BEGIN

async fn handle_chat_stream<E, L>(
    State(state): State<AppState<E, L>>,
    Json(req): Json<ChatRequest>,
) -> Result<Sse<impl Stream<Item = Result<Event, Infallible>>>, ApiError>
where
    E: Embedder + 'static,
    L: LanguageModel + 'static,
{
    validate_message(&req.message)?;

    let (sources, mut tokens) = state
        .engine
        .answer_stream(&req.message, &req.history)
        .await
        .map_err(|e| state.fail(e))?;

    let (tx, rx) = mpsc::channel::<Event>(32);

    // Re-frame engine tokens as SSE events. If the client disconnects the
    // send fails and dropping `tokens` cancels the upstream model call.
    tokio::spawn(async move {
        while let Some(item) = tokens.next_token().await {
            match item {
                Ok(chunk) => {
                    let frame = StreamFrame {
                        chunk,
                        done: false,
                        sources: None,
                    };
                    let Some(event) = frame_event(&frame) else {
                        continue;
                    };
                    if tx.send(event).await.is_err() {
                        return;
                    }
                }
                Err(e) => {
                    warn!(error = %e, "token stream failed mid-response");
                    if let Some(event) = frame_event(&StreamFrame {
                        chunk: APOLOGY_CHUNK.to_string(),
                        done: false,
                        sources: None,
                    }) {
                        let _ = tx.send(event).await;
                    }
                    break;
                }
            }
        }

        if let Some(event) = frame_event(&StreamFrame {
            chunk: String::new(),
            done: true,
            sources: Some(sources),
        }) {
            let _ = tx.send(event).await;
        }
        let _ = tx.send(Event::default().data("[DONE]")).await;
    });

    let stream = ReceiverStream::new(rx).map(Ok::<Event, Infallible>);
    Ok(Sse::new(stream).keep_alive(KeepAlive::default()))
}

// ============ POST /ingest ============

#[derive(Serialize)]
struct IngestResponse {
    success: bool,
    message: String,
    document: DocumentSummary,
}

END

### Problem details
The response has to give back every record verbatim.

### Response area
async fn handle_chat_stream<E, L>(
    State(state): State<AppState<E, L>>,
    Json(req): Json<ChatRequest>,
) -> Result<Sse<impl Stream<Item = Result<Event, Infallible>>>, ApiError>
where
    E: Embedder + 'static,
    L: LanguageModel + 'static,
{
    validate_message(&req.message)?;

    let (sources, mut tokens) = state
        .engine
        .answer_stream(&req.message, &req.history)
        .await
        .map_err(|e| state.fail(e))?;

    let (tx, rx) = mpsc::channel::<Event>(32);

    // Re-frame engine tokens as SSE events. If the client disconnects the
    // send fails and dropping `tokens` cancels the upstream model call.
    tokio::spawn(async move {
        while let Some(item) = tokens.next_token().await {
            match item {
                Ok(chunk) => {
                    let frame = StreamFrame {
                        chunk,
                        done: false,
                        sources: None,
                    };
                    let Some(event) = frame_event(&frame) else {
                        continue;
                    };
                    if tx.send(event).await.is_err() {
                        return;
                    }
                }
                Err(e) => {
                    warn!(error = %e, "token stream failed mid-response");
                    if let Some(event) = frame_event(&StreamFrame {
                        chunk: APOLOGY_CHUNK.to_string(),
                        done: false,
                        sources: None,
                    }) {
                        let _ = tx.send(event).await;
                    }
                    break;
                }
            }
        }

        if let Some(event) = frame_event(&StreamFrame {
            chunk: String::new(),
            done: true,
            sources: Some(sources),
        }) {
            let _ = tx.send(event).await;
        }
        let _ = tx.send(Event::default().data("[DONE]")).await;
    });

    let stream = ReceiverStream::new(rx).map(Ok::<Event, Infallible>);
    Ok(Sse::new(stream).keep_alive(KeepAlive::default()))
}

// ============ POST /ingest ============

#[derive(Serialize)]
struct IngestResponse {
    success: bool,
    message: String,
    document: DocumentSummary,
}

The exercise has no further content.